• Prompt: Whenever the word "Text" turns up in a line of the data below, copy that line.
(Material provided)
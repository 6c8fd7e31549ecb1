//! Loading guideposts for a table
//!
//! Missing statistics never fail planning: every failure falls back to the
//! previously known snapshot (the sentinel on first load).

use std::sync::Arc;

use crate::observability::{Event, Logger, MetricsRegistry};
use crate::table::TableMetadata;

use super::binner::GuidePostStatistics;
use super::errors::StatsResult;
use super::guideposts::{GuidePostsInfo, GuidePostsKey};
use super::source::StatsSource;

/// Loads guidepost snapshots from a source, falling back on failure
#[derive(Debug)]
pub struct StatsLoader<S> {
    source: S,
    metrics: Option<Arc<MetricsRegistry>>,
}

impl<S: StatsSource> StatsLoader<S> {
    pub fn new(source: S) -> Self {
        Self {
            source,
            metrics: None,
        }
    }

    pub fn with_metrics(mut self, metrics: Arc<MetricsRegistry>) -> Self {
        self.metrics = Some(metrics);
        self
    }

    pub fn source(&self) -> &S {
        &self.source
    }

    /// Statistics have no refresh cycle; every request reloads
    pub fn needs_load(&self) -> bool {
        true
    }

    /// Reads the snapshot for `key` without any fallback
    pub fn try_load(&self, key: &GuidePostsKey) -> StatsResult<Arc<GuidePostsInfo>> {
        self.source.read_guideposts(key)
    }

    /// Loads `key`, falling back to the sentinel
    pub fn load(&self, key: &GuidePostsKey) -> Arc<GuidePostsInfo> {
        self.load_or(key, GuidePostsInfo::none())
    }

    /// Loads `key`, returning `previous` if the source cannot supply it
    pub fn load_or(&self, key: &GuidePostsKey, previous: Arc<GuidePostsInfo>) -> Arc<GuidePostsInfo> {
        let key_str = key.to_string();
        match self.try_load(key) {
            Ok(info) => {
                if let Some(metrics) = &self.metrics {
                    metrics.increment_stats_loads();
                }
                let size = info.estimated_size().to_string();
                let count = info.count().to_string();
                Logger::trace(
                    Event::StatsLoaded,
                    &[
                        ("key", key_str.as_str()),
                        ("source", self.source.name()),
                        ("guideposts", count.as_str()),
                        ("size_bytes", size.as_str()),
                    ],
                );
                info
            }
            Err(err) => {
                if let Some(metrics) = &self.metrics {
                    metrics.increment_stats_fallbacks();
                }
                let reason = err.to_string();
                let fields = [
                    ("key", key_str.as_str()),
                    ("source", self.source.name()),
                    ("error", reason.as_str()),
                ];
                // A fresh install has no statistics yet
                if err.is_missing() {
                    Logger::trace(Event::StatsSourceMissing, &fields);
                } else {
                    Logger::warn(Event::StatsUnavailable, &fields);
                }
                previous
            }
        }
    }
}

/// A column referenced by the WHERE clause
#[derive(Debug, Clone, PartialEq, Eq)]
pub struct WhereColumn {
    /// Column family; `None` for primary-key columns
    pub family: Option<String>,
    pub name: String,
}

impl WhereColumn {
    pub fn key(name: impl Into<String>) -> Self {
        Self {
            family: None,
            name: name.into(),
        }
    }

    pub fn value(family: impl Into<String>, name: impl Into<String>) -> Self {
        Self {
            family: Some(family.into()),
            name: name.into(),
        }
    }
}

/// Column family whose guideposts describe a scan filtered on `where_columns`.
///
/// With declared families and family-qualified WHERE columns, the table's
/// empty-value family wins if any WHERE column uses it, otherwise the first
/// WHERE column's family. Everything else uses the empty-value family.
pub fn guideposts_column_family<'a>(table: &'a TableMetadata, where_columns: &'a [WhereColumn]) -> &'a str {
    let default_family = table.empty_column_family();
    let any_family = where_columns.iter().any(|c| c.family.is_some());

    if table.column_families().is_empty() || !any_family {
        return default_family;
    }
    if where_columns
        .iter()
        .any(|c| c.family.as_deref() == Some(default_family))
    {
        return default_family;
    }
    where_columns
        .first()
        .and_then(|c| c.family.as_deref())
        .unwrap_or(default_family)
}

/// Statistics key for a scan of `table` filtered on `where_columns`
pub fn guideposts_key(table: &TableMetadata, where_columns: &[WhereColumn]) -> GuidePostsKey {
    GuidePostsKey::new(
        table.physical_name.clone(),
        guideposts_column_family(table, where_columns),
    )
}

/// Builds [`GuidePostStatistics`] for tables
#[derive(Debug)]
pub struct StatisticsFactory<S> {
    loader: StatsLoader<S>,
    enabled: bool,
    metrics: Option<Arc<MetricsRegistry>>,
}

impl<S: StatsSource> StatisticsFactory<S> {
    pub fn new(loader: StatsLoader<S>) -> Self {
        Self {
            loader,
            enabled: true,
            metrics: None,
        }
    }

    /// Disabled factories hand out the sentinel without touching the source
    pub fn enabled(mut self, enabled: bool) -> Self {
        self.enabled = enabled;
        self
    }

    pub fn with_metrics(mut self, metrics: Arc<MetricsRegistry>) -> Self {
        self.metrics = Some(metrics);
        self
    }

    pub fn loader(&self) -> &StatsLoader<S> {
        &self.loader
    }

    pub fn statistics(&self, table: &TableMetadata, where_columns: &[WhereColumn]) -> GuidePostStatistics {
        let info = if self.enabled && self.loader.needs_load() {
            self.loader.load(&guideposts_key(table, where_columns))
        } else {
            GuidePostsInfo::none()
        };

        let statistics = GuidePostStatistics::new(info);
        match &self.metrics {
            Some(metrics) => statistics.with_metrics(Arc::clone(metrics)),
            None => statistics,
        }
    }
}
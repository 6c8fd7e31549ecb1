//! Statistics Binning Tests
//!
//! Guidepost statistics from storage to per-range estimates:
//! - Guideposts over encoded row keys bin against scan ranges
//! - Gaps past the last guidepost are reported as unknown
//! - Truncated snapshots still produce the bins they can
//! - Missing or unreadable statistics fall back to "no statistics"
//! - Column family selection follows the WHERE clause

use std::fs;
use std::sync::Arc;

use aeroplan::config::PlannerConfig;
use aeroplan::keys::{encode_i32_ordered, KeyRange, KeyValue, RowKeyEncoder};
use aeroplan::observability::MetricsRegistry;
use aeroplan::stats::{
    guideposts_column_family, ClientStatistics, DirectoryStatsSource, GuidePostStatistics,
    GuidePostsInfo, GuidePostsKey, MemoryStatsSource, PrefixEncoder, StatisticsFactory,
    StatsFile, StatsLoader, StatsSource, WhereColumn,
};
use aeroplan::table::{ColumnDef, KeyType, PrimaryKeyLayout, TableMetadata};
use tempfile::TempDir;

// =============================================================================
// Helper Functions
// =============================================================================

fn orders() -> TableMetadata {
    TableMetadata::new("ORDERS")
        .with_pk(ColumnDef::pk(1, "id", KeyType::Integer))
        .with_value_column(ColumnDef::value(2, "A", "amount", KeyType::Integer))
        .with_value_column(ColumnDef::value(3, "B", "note", KeyType::Varchar))
}

fn key(id: i32) -> Vec<u8> {
    encode_i32_ordered(id).to_vec()
}

/// Guideposts at ids 10, 20, 30; 5 rows and 50 bytes each
fn tens() -> GuidePostsInfo {
    let mut builder = GuidePostsInfo::builder();
    for (id, ts) in [(10, 100), (20, 300), (30, 200)] {
        builder.add_guidepost(&key(id), 5, 50, ts).unwrap();
    }
    builder.build()
}

fn bin(info: GuidePostsInfo, range: &KeyRange) -> aeroplan::stats::StatisticsSummary {
    GuidePostStatistics::new(Arc::new(info)).statistics_bins(range)
}

// =============================================================================
// Binning
// =============================================================================

/// A range ending between guideposts includes the guidepost past its end.
#[test]
fn test_range_ending_between_guideposts() {
    let summary = bin(tens(), &KeyRange::new(key(0), true, key(25), false));

    assert_eq!(summary.bins.len(), 3);
    assert!(summary.bins.iter().all(|b| b.present));
    assert_eq!(summary.total_rows, 15);
    assert_eq!(summary.total_bytes, 150);
    assert_eq!(summary.min_timestamp, 100);
    assert_eq!(summary.max_timestamp, 300);

    let first = &summary.bins[0].range;
    assert_eq!(first.lower(), key(0).as_slice());
    assert!(first.is_lower_inclusive());
    assert_eq!(first.upper(), key(10).as_slice());
    assert!(first.is_upper_inclusive());

    let last = &summary.bins[2].range;
    assert_eq!(last.lower(), key(20).as_slice());
    assert!(!last.is_lower_inclusive());
    assert_eq!(last.upper(), key(30).as_slice());
}

/// A range entirely past the last guidepost is one unknown bin.
#[test]
fn test_range_beyond_guideposts() {
    let range = KeyRange::new(key(40), true, key(50), false);
    let summary = bin(tens(), &range);

    assert_eq!(summary.bins.len(), 1);
    let gap = &summary.bins[0];
    assert!(!gap.present);
    assert_eq!(gap.estimated_rows, 0);
    assert_eq!(gap.range, range);
    assert_eq!(summary.total_rows, 0);
}

/// An unbounded scan covers every guidepost plus a trailing gap.
#[test]
fn test_unbounded_range() {
    let summary = bin(tens(), &KeyRange::everything());

    assert_eq!(summary.present_bins().count(), 3);
    assert!(summary.has_gap());
    let gap = summary.bins.last().unwrap();
    assert_eq!(gap.range.lower(), key(30).as_slice());
    assert!(gap.range.upper_unbound());
    assert_eq!(summary.total_rows, 15);
}

/// A snapshot with no guideposts yields no bins.
#[test]
fn test_empty_snapshot() {
    let summary = bin(GuidePostsInfo::NO_GUIDEPOSTS, &KeyRange::everything());
    assert!(summary.is_empty());
    assert_eq!(summary.total_rows, 0);
    assert_eq!(summary.min_timestamp, 0);
}

/// Bins line up with the keys a point-lookup layout produces.
#[test]
fn test_bins_over_encoded_composite_keys() {
    let table = TableMetadata::new("T")
        .with_pk(ColumnDef::pk(1, "region", KeyType::Varchar))
        .with_pk(ColumnDef::pk(2, "id", KeyType::Integer));
    let layout = PrimaryKeyLayout::derive(&table, None).unwrap();
    let encoder = RowKeyEncoder::new(&layout);

    let mut builder = GuidePostsInfo::builder();
    for (region, id) in [("east", 100), ("east", 900), ("west", 50)] {
        let k = encoder
            .encode(&[KeyValue::Text(region.into()), KeyValue::Int(id)])
            .unwrap();
        builder.add_guidepost(&k, 10, 1000, 1).unwrap();
    }
    let info = builder.build();

    let east = encoder.encode_prefix(&[KeyValue::Text("east".into())]).unwrap();
    let summary = bin(info, &KeyRange::prefix(east));

    // Both "east" guideposts plus the first "west" one bounding the range
    assert_eq!(summary.present_bins().count(), 3);
    assert!(!summary.has_gap());
    assert_eq!(summary.total_rows, 30);
}

/// A short key stream yields the guideposts before the break, then a gap.
#[test]
fn test_truncated_snapshot() {
    let mut encoder = PrefixEncoder::new();
    encoder.encode(&key(10));
    encoder.encode(&key(20));
    let max_key_length = encoder.max_key_length();
    let info = GuidePostsInfo::new(
        encoder.finish(),
        max_key_length,
        3,
        vec![5, 5, 5],
        vec![50, 50, 50],
        vec![1, 2, 3],
    )
    .unwrap();

    let mut decoder = info.decoder();
    assert_eq!(decoder.by_ref().count(), 2);
    assert!(decoder.truncation().is_some());

    let metrics = Arc::new(MetricsRegistry::new());
    let summary = GuidePostStatistics::new(Arc::new(info))
        .with_metrics(Arc::clone(&metrics))
        .statistics_bins(&KeyRange::new(key(0), true, key(40), false));

    assert_eq!(summary.present_bins().count(), 2);
    assert!(summary.has_gap());
    assert_eq!(summary.total_rows, 10);
    assert_eq!(summary.max_timestamp, 2);

    let snapshot = metrics.snapshot();
    assert_eq!(snapshot.guideposts_decoded, 2);
    assert_eq!(snapshot.decode_truncations, 1);
}

// =============================================================================
// Column Family Selection
// =============================================================================

/// The empty-value family wins over other families in the WHERE clause.
#[test]
fn test_column_family_selection() {
    let table = orders();

    assert_eq!(guideposts_column_family(&table, &[]), "0");
    assert_eq!(guideposts_column_family(&table, &[WhereColumn::key("id")]), "0");
    assert_eq!(
        guideposts_column_family(&table, &[WhereColumn::value("B", "note")]),
        "B"
    );
    assert_eq!(
        guideposts_column_family(
            &table,
            &[WhereColumn::value("B", "note"), WhereColumn::value("A", "amount")]
        ),
        "B"
    );

    let with_default = orders().with_default_family("A");
    assert_eq!(
        guideposts_column_family(
            &with_default,
            &[WhereColumn::value("B", "note"), WhereColumn::value("A", "amount")]
        ),
        "A"
    );
}

/// Tables without declared families always use the empty-value family.
#[test]
fn test_column_family_without_declared_families() {
    let table = TableMetadata::new("PLAIN").with_pk(ColumnDef::pk(1, "id", KeyType::Integer));
    assert_eq!(
        guideposts_column_family(&table, &[WhereColumn::value("X", "y")]),
        "0"
    );
}

// =============================================================================
// Loading and Fallback
// =============================================================================

/// Statistics written to a directory are read back per column family.
#[test]
fn test_directory_source_round_trip() {
    let dir = TempDir::new().unwrap();
    let source = DirectoryStatsSource::new(dir.path());
    source.write(&GuidePostsKey::new("ORDERS", "B"), &tens()).unwrap();

    let metrics = Arc::new(MetricsRegistry::new());
    let factory = StatisticsFactory::new(
        StatsLoader::new(source).with_metrics(Arc::clone(&metrics)),
    );

    let stats = factory.statistics(&orders(), &[WhereColumn::value("B", "note")]);
    assert!(stats.has_statistics());
    assert_eq!(stats.info().count(), 3);
    assert_eq!(factory.loader().source().handles_opened(), 1);

    // Family "0" was never written
    let fallback = factory.statistics(&orders(), &[WhereColumn::key("id")]);
    assert!(!fallback.has_statistics());
    assert!(fallback.statistics_bins(&KeyRange::everything()).is_empty());

    let snapshot = metrics.snapshot();
    assert_eq!(snapshot.stats_loads, 1);
    assert_eq!(snapshot.stats_fallbacks, 1);
}

/// A missing statistics directory is "no statistics", not an error.
#[test]
fn test_missing_directory_falls_back() {
    let dir = TempDir::new().unwrap();
    let source = DirectoryStatsSource::new(dir.path().join("absent"));
    let key = GuidePostsKey::new("ORDERS", "0");

    assert!(source.read_guideposts(&key).unwrap_err().is_missing());

    let loader = StatsLoader::new(source);
    assert!(loader.load(&key).is_sentinel());
    assert_eq!(loader.source().handles_opened(), 0);
}

/// A corrupt file keeps the previous snapshot.
#[test]
fn test_corrupt_file_keeps_previous() {
    let dir = TempDir::new().unwrap();
    let source = DirectoryStatsSource::new(dir.path());
    let key = GuidePostsKey::new("ORDERS", "0");
    let path = source.path_for(&key).unwrap();
    fs::create_dir_all(path.parent().unwrap()).unwrap();
    fs::write(&path, "{ not json").unwrap();

    let err = source.read_guideposts(&key).unwrap_err();
    assert!(!err.is_missing());

    let previous = Arc::new(tens());
    let loaded = StatsLoader::new(source).load_or(&key, Arc::clone(&previous));
    assert!(Arc::ptr_eq(&loaded, &previous));
}

/// A damaged maximum key length never reaches the decoder.
#[test]
fn test_bad_max_key_length_falls_back() {
    let dir = TempDir::new().unwrap();
    let source = DirectoryStatsSource::new(dir.path());
    let key = GuidePostsKey::new("ORDERS", "0");
    let path = source.path_for(&key).unwrap();
    fs::create_dir_all(path.parent().unwrap()).unwrap();

    let mut stale = StatsFile::from_info(&tens());
    stale.max_key_length = usize::MAX;
    let mut resealed = stale.clone();
    resealed.checksum = resealed.compute_checksum();

    let loader = StatsLoader::new(source);
    for file in [stale, resealed] {
        fs::write(&path, serde_json::to_string(&file).unwrap()).unwrap();

        let info = loader.load(&key);
        assert!(info.is_sentinel());

        let summary = GuidePostStatistics::new(info).statistics_bins(&KeyRange::everything());
        assert!(summary.is_empty());
    }
}

/// Row and byte totals saturate instead of overflowing.
#[test]
fn test_huge_counts_saturate() {
    let mut builder = GuidePostsInfo::builder();
    builder.add_guidepost(&key(10), u64::MAX, u64::MAX, 1).unwrap();
    builder.add_guidepost(&key(20), 1, 1, 2).unwrap();
    let info = builder.build();
    assert_eq!(info.total_rows(), u64::MAX);

    let summary = bin(info, &KeyRange::everything());
    assert_eq!(summary.total_rows, u64::MAX);
    assert_eq!(summary.total_bytes, u64::MAX);
}

/// The memory source hands every reader the same snapshot.
#[test]
fn test_memory_source_shared_snapshot() {
    let source = MemoryStatsSource::new();
    source.insert(GuidePostsKey::new("ORDERS", "0"), tens()).unwrap();
    let factory = StatisticsFactory::new(StatsLoader::new(source));

    let a = factory.statistics(&orders(), &[]);
    let b = factory.statistics(&orders(), &[WhereColumn::key("id")]);
    assert!(Arc::ptr_eq(a.info(), b.info()));
}

// =============================================================================
// Configuration
// =============================================================================

/// A config file wires up the directory source.
#[test]
fn test_config_driven_factory() {
    let dir = TempDir::new().unwrap();
    let stats_dir = dir.path().join("stats");
    DirectoryStatsSource::new(&stats_dir)
        .write(&GuidePostsKey::new("ORDERS", "0"), &tens())
        .unwrap();

    let config_path = dir.path().join("planner.json");
    let config_json = serde_json::json!({
        "stats": { "directory": stats_dir },
        "logging": { "min_severity": "ERROR" }
    });
    fs::write(&config_path, config_json.to_string()).unwrap();

    let config = PlannerConfig::load(&config_path).unwrap();
    let factory = config.statistics_factory().unwrap();
    let summary = factory
        .statistics(&orders(), &[])
        .statistics_bins(&KeyRange::new(key(0), true, key(25), false));
    assert_eq!(summary.total_rows, 15);
}

/// A disabled config hands out no statistics without reading anything.
#[test]
fn test_config_disabled_stats() {
    let dir = TempDir::new().unwrap();
    let config = PlannerConfig::from_json(&format!(
        r#"{{"stats": {{"enabled": false, "directory": {}}}}}"#,
        serde_json::to_string(dir.path()).unwrap()
    ))
    .unwrap();

    let factory = config.statistics_factory().unwrap();
    assert!(!factory.statistics(&orders(), &[]).has_statistics());
    assert_eq!(factory.loader().source().handles_opened(), 0);

    assert!(PlannerConfig::default().statistics_factory().is_none());
}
(End Material provided)
• Your solution:
            .encode(&[KeyValue::Text(region.into()), KeyValue::Int(id)])
    let east = encoder.encode_prefix(&[KeyValue::Text("east".into())]).unwrap();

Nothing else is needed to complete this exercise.